If you call up the link, you'll see by the presentation that the Times thinks this is a revolutionary change, using graphics to trick you into thinking they're taking you into a new world. (Hope not a brave one).

Well, here's the title:
"The Great A.I. Awakening
How Google used artificial intelligence to transform Google Translate, one of its more popular services — and how machine learning is poised to reinvent computing itself."

They introduced it in London, and thankfully, English-Spanish are one of the translations put on the new system.

I'm sure we all have humorous stories of howler translations by Google Translate and other such translation programs. Story starts off with a professor stunned to received perfect translations from Japanese into English but they do give a Spanish to English example:

"In London, the slide on the monitors behind him flicked to a Borges quote: “Uno no es lo que es por lo que escribe, sino por lo que ha leído.”

Grinning, Pichai read aloud an awkward English version of the sentence that had been rendered by the old Translate system: “One is not what is for what he writes, but for what he has read.”

To the right of that was a new A.I.-rendered version: “You are not what you write, but what you have read.”

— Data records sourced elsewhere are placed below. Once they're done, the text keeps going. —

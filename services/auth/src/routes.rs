//! Account service routes

use axum::{
    Json, Router,
    extract::State,
    http::{HeaderMap, StatusCode},
    response::IntoResponse,
    routing::{get, post},
};
use common::{
    guard::{AUTH_REQUIRED_MESSAGE, SESSION_EXPIRED_MESSAGE},
    token::extract_from_header,
    users::AuthUser,
};
use serde_json::json;
use tracing::{info, warn};

use crate::{
    error::{AccountError, AccountResult},
    middleware::{CurrentUser, authorization_header},
    models::{AuthResponse, LoginRequest, NewUser, RegisterRequest, TokenResponse},
    repositories::user::verify_password,
    state::AppState,
    validation::{normalize_email, validate_email, validate_name, validate_password},
};

const BAD_CREDENTIALS: &str = "Invalid email or password";

/// Create the router for the account service
pub fn create_router(state: AppState) -> Router {
    Router::new()
        .route("/health", get(health_check))
        .route("/auth/register", post(register))
        .route("/auth/login", post(login))
        .route("/auth/me", get(me))
        .route("/auth/refresh", post(refresh_token))
        .route("/auth/logout", post(logout))
        .with_state(state)
}

/// Health check endpoint
pub async fn health_check(State(state): State<AppState>) -> impl IntoResponse {
    let database = common::database::health_check(&state.db_pool)
        .await
        .unwrap_or(false);

    let status = if database {
        StatusCode::OK
    } else {
        StatusCode::SERVICE_UNAVAILABLE
    };

    (
        status,
        Json(json!({
            "status": if database { "ok" } else { "degraded" },
            "service": "auth-service",
            "database": database,
        })),
    )
}

/// User registration endpoint
pub async fn register(
    State(state): State<AppState>,
    Json(payload): Json<RegisterRequest>,
) -> AccountResult<impl IntoResponse> {
    let email = normalize_email(&payload.email);
    let name = payload.name.trim().to_string();

    validate_email(&email).map_err(AccountError::Validation)?;
    validate_name(&name).map_err(AccountError::Validation)?;
    validate_password(&payload.password).map_err(AccountError::Validation)?;

    info!("Registration attempt for: {}", email);

    let new_user = NewUser {
        email,
        name,
        password: payload.password,
    };
    let user = state.user_repository.create(&new_user).await?;

    let token = state
        .token_service
        .issue(user.id, &user.email)
        .map_err(|e| AccountError::Internal(e.into()))?;

    info!("Registered user {}", user.id);

    Ok((
        StatusCode::CREATED,
        Json(AuthResponse {
            message: "User registered successfully".to_string(),
            user: AuthUser::from(user),
            token,
        }),
    ))
}

/// User login endpoint
pub async fn login(
    State(state): State<AppState>,
    Json(payload): Json<LoginRequest>,
) -> AccountResult<impl IntoResponse> {
    let email = normalize_email(&payload.email);

    if email.is_empty() || payload.password.is_empty() {
        return Err(AccountError::Validation(
            "Email and password are required".to_string(),
        ));
    }

    info!("Login attempt for user: {}", email);

    let user = state
        .user_repository
        .find_by_email(&email)
        .await?
        .ok_or_else(|| AccountError::Unauthorized(BAD_CREDENTIALS.to_string()))?;

    if !verify_password(&user.password_hash, &payload.password)? {
        warn!("Wrong password for user {}", user.id);
        return Err(AccountError::Unauthorized(BAD_CREDENTIALS.to_string()));
    }

    let token = state
        .token_service
        .issue(user.id, &user.email)
        .map_err(|e| AccountError::Internal(e.into()))?;

    Ok((
        StatusCode::OK,
        Json(AuthResponse {
            message: "Logged in successfully".to_string(),
            user: AuthUser::from(user),
            token,
        }),
    ))
}

/// Current user endpoint
pub async fn me(CurrentUser(user): CurrentUser) -> impl IntoResponse {
    Json(json!({
        "message": "User data retrieved successfully",
        "user": user,
    }))
}

/// Token renewal endpoint
///
/// Issues a new token for the same subject; the presented token stays valid
/// until its own expiry.
pub async fn refresh_token(
    State(state): State<AppState>,
    CurrentUser(user): CurrentUser,
    headers: HeaderMap,
) -> AccountResult<impl IntoResponse> {
    let presented = extract_from_header(authorization_header(&headers))
        .ok_or_else(|| AccountError::Unauthorized(AUTH_REQUIRED_MESSAGE.to_string()))?;

    let token = state
        .token_service
        .renew(presented)
        .map_err(|_| AccountError::Unauthorized(SESSION_EXPIRED_MESSAGE.to_string()))?;

    info!("Renewed token for user {}", user.id);

    Ok(Json(TokenResponse {
        token,
        token_type: "Bearer".to_string(),
        expires_in: state.token_service.validity().num_seconds(),
    }))
}

/// Logout endpoint
///
/// Tokens are stateless; the client discards its copy.
pub async fn logout() -> impl IntoResponse {
    Json(json!({ "message": "Logged out successfully" }))
}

It was a fitting remark: The new Google Translate was run on the first machines that had, in a sense, ever learned to read anything at all."

I'm too involved with something to try it.


----------



## Gatos (Aug 16, 2016)

My Spanish is getting better but I still rely on Google Translate from time to time. This morning I composed a short note and I had to make a pass through the translation to convert all the 'you informal' results into 'you formal'.


----------



## Perrier (Dec 18, 2016)

Google translate is the best. I've only been here a short time but it's helped me out immensely


----------



## TundraGreen (Jul 15, 2010)

Supposedly Google translate just implemented a new algorithm which is reportedly a huge improvement on the previous algorithm. I haven't used it lately, so can't say from personal experience.


----------



## citlali (Mar 4, 2013)

I think google translate is no t very good.. I have to write letters tof some officials and I have my letters corrected by a human who speak and write Spanish. Nothing else will do.
It is ok I guess to write a non important note or something short but I do not find google translate good enough for writing letters , I can do better than they can without their help.


----------



## TundraGreen (Jul 15, 2010)

From https://en.wikipedia.org/wiki/Google_Translate

"In November 2016, Google announced that Google Translate would switch to neural machine translation, which translates "whole sentences at a time, rather than just piece by piece. It uses this broader context to help it figure out the most relevant translation, which it then rearranges and adjusts to be more like a human speaking with proper grammar". The new translation engine will first be enabled for eight languages: to and from English and French, German, Spanish, Portuguese, Chinese, Japanese, Korean and Turkish." 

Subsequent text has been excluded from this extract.